Ariadna is a doctoral candidate at the Language Technologies Institute in Carnegie Mellon University’s School of Computer Science. She is especially interested in Machine Translation, Natural Language Processing, Machine Learning and Human Computer Interaction, especially via the Internet. Her current research focuses on developing Automatic Machine Translation Systems for resource-poor languages such as Mapudungun in Chile and Argentina, and Quechua, the language of the ancient Inca Empire.   

Ari speaks eight languages herself!  She studied Translation and Interpreting at the Universitat Pompeu Fabra in Barcelona, Spain.  She then worked on projects all over Europe, and in 1999 was awarded a scholarship to pursue graduate studies in the United States.

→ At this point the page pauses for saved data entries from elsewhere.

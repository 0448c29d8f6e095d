
use fancy_regex::Regex;
use tracing::debug;

use super::Embedder;
use crate::{RagError, Result};

/// Default vector width for the hashing backend.
pub const DEFAULT_DIMENSION: usize = 1024;

const FNV_OFFSET_BASIS: u64 = 0xcbf2_9ce4_8422_2325;
const FNV_PRIME: u64 = 0x0000_0100_0000_01b3;

/// Deterministic offline embedder.
///
/// Lowercases the text, extracts alphanumeric token runs, hashes each token
/// into a fixed-width accumulator with FNV-1a, counts term occurrences and
/// L2-normalizes the result. The same text and dimension always produce a
/// bit-identical vector, which makes this backend suitable as the default
/// and for tests; it needs no network or model files.
#[derive(Debug)]
pub struct HashingEmbedder {
    dimension: usize,
    token_re: Regex,
}

impl HashingEmbedder {
    #[inline]
    pub fn new(dimension: usize) -> Result<Self> {
        if dimension == 0 {
            return Err(RagError::Config(
                "embedding dimension must be nonzero".to_string(),
            ));
        }

        let token_re = Regex::new(r"[a-z0-9]+")
            .map_err(|e| RagError::Config(format!("invalid token pattern: {e}")))?;

        debug!("Created hashing embedder with dimension {}", dimension);
        Ok(Self { dimension, token_re })
    }

    #[inline]
    pub fn dimension(&self) -> usize {
        self.dimension
    }
}

/// FNV-1a over the token bytes. Stable across processes and Rust versions,
/// unlike the std hasher.
fn fnv1a(token: &str) -> u64 {
    let mut hash = FNV_OFFSET_BASIS;
    for byte in token.bytes() {
        hash ^= u64::from(byte);
        hash = hash.wrapping_mul(FNV_PRIME);
    }
    hash
}

impl Embedder for HashingEmbedder {
    #[inline]
    fn name(&self) -> &'static str {
        "local-hash"
    }

    #[inline]
    fn embed(&self, text: &str) -> Result<Vec<f32>> {
        let mut vector = vec![0.0f32; self.dimension];
        let lowered = text.to_lowercase();

        for token in self.token_re.find_iter(&lowered) {
            let token = token
                .map_err(|e| RagError::Retrieval(format!("tokenization failed: {e}")))?;
            let slot = ((fnv1a(token.as_str()) & 0x7fff_ffff) as usize) % self.dimension;
            vector[slot] += 1.0;
        }

        let norm = vector.iter().map(|v| v * v).sum::<f32>().sqrt();
        if norm > 0.0 {
            for value in &mut vector {
                *value /= norm;
            }
        }

        Ok(vector)
    }
}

Ari worked on a Spanish Generation Grammar for the Microsoft Research Machine Translation system, and was awarded a Google Anita Borg Memorial Scholarship and an SCS Graduate Student Citizenship Award.  She has been actively involved in promoting and mentoring women in computing and technology through the Women@SCS organization since 2001. 

Jonna Mendez
Jonna Mendez
What do I do?  Shhhh.  It’s a secret.

Jonna Mendez is a retired CIA intelligence officer who has lived under cover all over the world.  She specialized in clandestine photography, disguise and identity transformation.  In the 1970s, she was responsible for training some of the CIA’s most important foreign agents to use spy cameras and process the intelligence gathered from them. 

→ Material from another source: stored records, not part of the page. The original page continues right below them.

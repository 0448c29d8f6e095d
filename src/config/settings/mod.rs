
use anyhow::{Context, Result};
use serde::{Deserialize, Serialize};
use std::fs;
use std::path::{Path, PathBuf};
use thiserror::Error;
use url::Url;

use crate::embeddings::hashing::DEFAULT_DIMENSION;

#[derive(Debug, Clone, Serialize, Deserialize, PartialEq)]
pub struct Config {
    #[serde(default)]
    pub embedding: EmbeddingConfig,
    #[serde(default)]
    pub retriever: RetrieverConfig,
    #[serde(skip)]
    pub base_dir: PathBuf,
}

/// Which embedding backend the store uses. Fixed for the lifetime of a store;
/// switching backends on an existing store changes the vector width and
/// invalidates persisted data.
#[derive(Debug, Clone, Copy, Serialize, Deserialize, PartialEq, Eq)]
#[serde(rename_all = "snake_case")]
pub enum EmbeddingBackend {
    Local,
    Remote,
}

#[derive(Debug, Clone, Serialize, Deserialize, PartialEq)]
#[serde(default)]
pub struct EmbeddingConfig {
    pub backend: EmbeddingBackend,
    /// Vector width for the local hashing backend. The remote backend's
    /// width is whatever the model returns.
    pub dimension: u32,
    pub remote: RemoteConfig,
}

#[derive(Debug, Clone, Serialize, Deserialize, PartialEq)]
#[serde(default)]
pub struct RemoteConfig {
    pub endpoint: String,
    pub model: String,
    /// Name of the environment variable holding the API credential.
    pub api_key_env: String,
    pub timeout_seconds: u64,
}

/// How the retriever resolves a query mentioning a catalog keyword.
#[derive(Debug, Clone, Copy, Serialize, Deserialize, PartialEq, Eq)]
#[serde(rename_all = "snake_case")]
pub enum MatchStrategy {
    /// First catalog entry found in the query wins (original behavior,
    /// sensitive to catalog order).
    FirstMatch,
    /// The longest keyword present in the query wins.
    LongestKeyword,
}

#[derive(Debug, Clone, Serialize, Deserialize, PartialEq)]
#[serde(default)]
pub struct RetrieverConfig {
    pub match_strategy: MatchStrategy,
}

impl Default for EmbeddingConfig {
    #[inline]
    fn default() -> Self {
        Self {
            backend: EmbeddingBackend::Local,
            dimension: DEFAULT_DIMENSION as u32,
            remote: RemoteConfig::default(),
        }
    }
}

impl Default for RemoteConfig {
    #[inline]
    fn default() -> Self {
        Self {
            endpoint: "https://generativelanguage.googleapis.com/v1beta".to_string(),
            model: "text-embedding-004".to_string(),
            api_key_env: "GOOGLE_API_KEY".to_string(),
            timeout_seconds: 30,
        }
    }
}

impl Default for RetrieverConfig {
    #[inline]
    fn default() -> Self {
        Self {
            match_strategy: MatchStrategy::FirstMatch,
        }
    }
}

#[derive(Debug, Error)]
pub enum ConfigError {
    #[error("Configuration directory not found or could not be created")]
    DirectoryError,
    #[error("Invalid endpoint URL: {0}")]
    InvalidEndpoint(String),
    #[error("Invalid model name: {0} (cannot be empty)")]
    InvalidModel(String),
    #[error("Invalid API key variable name: {0} (cannot be empty)")]
    InvalidApiKeyEnv(String),
    #[error("Invalid embedding dimension: {0} (must be between 64 and 4096)")]
    InvalidEmbeddingDimension(u32),
    #[error("Invalid timeout: {0} (must be between 1 and 300 seconds)")]
    InvalidTimeout(u64),
    #[error("IO error: {0}")]
    Io(#[from] std::io::Error),
    #[error("TOML parsing error: {0}")]
    TomlParse(#[from] toml::de::Error),
    #[error("TOML serialization error: {0}")]
    TomlSerialize(#[from] toml::ser::Error),
}

impl Config {
    #[inline]
    pub fn load<P: AsRef<Path>>(config_dir: P) -> Result<Self> {
        let config_path = config_dir.as_ref().join("config.toml");

        if !config_path.exists() {
            return Ok(Self {
                embedding: EmbeddingConfig::default(),
                retriever: RetrieverConfig::default(),
                base_dir: config_dir.as_ref().to_path_buf(),
            });
        }

        let content = fs::read_to_string(&config_path)
            .with_context(|| format!("Failed to read config file: {}", config_path.display()))?;

        let mut config: Config = toml::from_str(&content)
            .with_context(|| format!("Failed to parse config file: {}", config_path.display()))?;
        config.base_dir = config_dir.as_ref().to_path_buf();

        config
            .validate()
            .with_context(|| "Configuration validation failed")?;

        Ok(config)
    }

    #[inline]
    pub fn save(&self) -> Result<()> {
        self.validate()
            .context("Configuration validation failed before saving")?;

        fs::create_dir_all(&self.base_dir).with_context(|| {
            format!(
                "Failed to create config directory: {}",
                self.base_dir.display()
            )
        })?;

        let config_path = self.base_dir.join("config.toml");
        let content = toml::to_string_pretty(self).context("Failed to serialize config to TOML")?;

        fs::write(&config_path, content)
            .with_context(|| format!("Failed to write config file: {}", config_path.display()))?;

        Ok(())
    }

    #[inline]
    pub fn validate(&self) -> Result<(), ConfigError> {
        self.embedding.validate()
    }

    /// Directory holding the persisted vector store files
    #[inline]
    pub fn store_path(&self) -> PathBuf {
        self.base_dir.join("vectorstore")
    }

    #[inline]
    pub fn default_config_dir() -> Result<PathBuf, ConfigError> {
        dirs::config_dir()
            .map(|dir| dir.join("kb-rag"))
            .ok_or(ConfigError::DirectoryError)
    }
}

impl EmbeddingConfig {
    pub fn validate(&self) -> Result<(), ConfigError> {
        if !(64..=4096).contains(&self.dimension) {
            return Err(ConfigError::InvalidEmbeddingDimension(self.dimension));
        }
        self.remote.validate()
    }
}

impl RemoteConfig {
    pub fn validate(&self) -> Result<(), ConfigError> {
        Url::parse(&self.endpoint)
            .map_err(|_| ConfigError::InvalidEndpoint(self.endpoint.clone()))?;

        if self.model.trim().is_empty() {
            return Err(ConfigError::InvalidModel(self.model.clone()));
        }

        if self.api_key_env.trim().is_empty() {
            return Err(ConfigError::InvalidApiKeyEnv(self.api_key_env.clone()));
        }

        if self.timeout_seconds == 0 || self.timeout_seconds > 300 {
            return Err(ConfigError::InvalidTimeout(self.timeout_seconds));
        }

        Ok(())
    }

    /// Model name without the `models/` prefix some configs carry.
    pub fn model_id(&self) -> &str {
        self.model.strip_prefix("models/").unwrap_or(&self.model)
    }
}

Jonna was valued greatly by the CIA’s Office of Technical Service, who selected her for exclusive and prestigious trainings.  She took on very difficult assignments across the globe, matching wits with forces from the KGB in the Soviet Union, the Stasi in East Germany, and the DGI in Cuba.  In 1991, she was promoted to Chief of Disguise Division and ran a multi-million dollar program with staff positioned all over the world.  Jonna retired from government work in 1993, earning the CIA’s Intelligence Commendation Medal.

Jonna is a highly-sought consultant in the U.S. Intelligence community, and she lectures to a wide range of audiences.  She has also participated in two documentaries on the Discovery Channel.  She keeps busy with her creative photography, which she exhibits in restaurants and galleries nationwide.  It’s no secret: we think Jonna is very cool!

Mary Louise Wotring
Mary Louise Wotring
Studying Pittsburgh's rivers to unlock environmental mysteries

Mary Louise is an engineer who began her science career in college, where she received both an ROTC scholarship in technology and a Women in Engineering scholarship.  After graduating, she served in the United States Navy working on technical and targeting systems.  She has worked with the 4H clubs and the Girl Scouts, and has taught environmental science.  She started working as an educator at RiverQuest, an adventure-based river learning center that uses Pittsburgh's rivers as an experiential classroom to get kids excited about science, mathematics and learning. She now serves as the organization’s Director of Administration. 

Erin Copeland
Erin Copeland
Using science to restore Pittsburgh’s natural areas

Erin is a restoration ecologist who works with the Pittsburgh Parks Conservancy (PPC).  She works with volunteers and City of Pittsburgh to assess, restore, and manage the parks’ natural areas, and is also building partnerships with local universities.  She wants scientists to use the parks as backyard laboratories, which in turn can provide the PPC with data to guide future restoration efforts. 

Erin is an expert in riparian forest ecology, which means she studies the interface between land and a flowing surface water body, such as a river.  She has worked with the Western Pennsylvania Conservancy, the Student Conservation Association in Bear Mountain State Park, and an AmeriCorps Restoration Team in the New York City park system.  Most recently she was a research assistant on an EPA watershed grant.  Erin also performs volunteer work, and recently returned from a two-month trip to Peru where she taught children who were unable to afford school, conducted research in the Amazon, and traveled.